◆ **EXERCISE PROMPT**:
Would it be possible to copy exactly the lines from the one containing "pub mod render;" to the end of the entries, including both and nothing else?

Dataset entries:
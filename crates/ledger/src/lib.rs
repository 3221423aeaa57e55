//! The personal finance ledger core.
//!
//! Tracks income, expenses and transfers between payment methods for many
//! independent users, keeping each payment method's balance consistent with
//! the records referencing it and deriving budget, report and dashboard views
//! on demand. [`Ledger`] is the entry point; it owns the database connection
//! and exposes every operation as an async method scoped by `user_id`.

pub use budgets::Budget;
pub use categories::{Category, Kind};
pub use commands::{BudgetItem, TransactionCmd, TransactionPatch, TransferCmd, TransferPatch};
pub use error::LedgerError;
pub use ops::{
    BudgetRow, CategoryTotal, DailyPoint, DashboardOverview, EffectDirection, ExpenseReport,
    Ledger, LedgerBuilder, ReportRow,
};
pub use payment_methods::PaymentMethod;
pub use period::Month;
pub use render::ReportRenderer;
pub use subcategories::Subcategory;
pub use transactions::Transaction;
pub use transfers::Transfer;

pub mod budgets;
pub mod categories;
pub mod commands;
mod error;
pub mod money;
mod ops;
pub mod payment_methods;
mod period;
pub mod render;
pub mod subcategories;
pub mod transactions;
pub mod transfers;

pub type ResultLedger<T> = Result<T, LedgerError>;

◆ **WRITTEN SOLUTION**:
pub mod render;
pub mod subcategories;
pub mod transactions;
pub mod transfers;

pub type ResultLedger<T> = Result<T, LedgerError>;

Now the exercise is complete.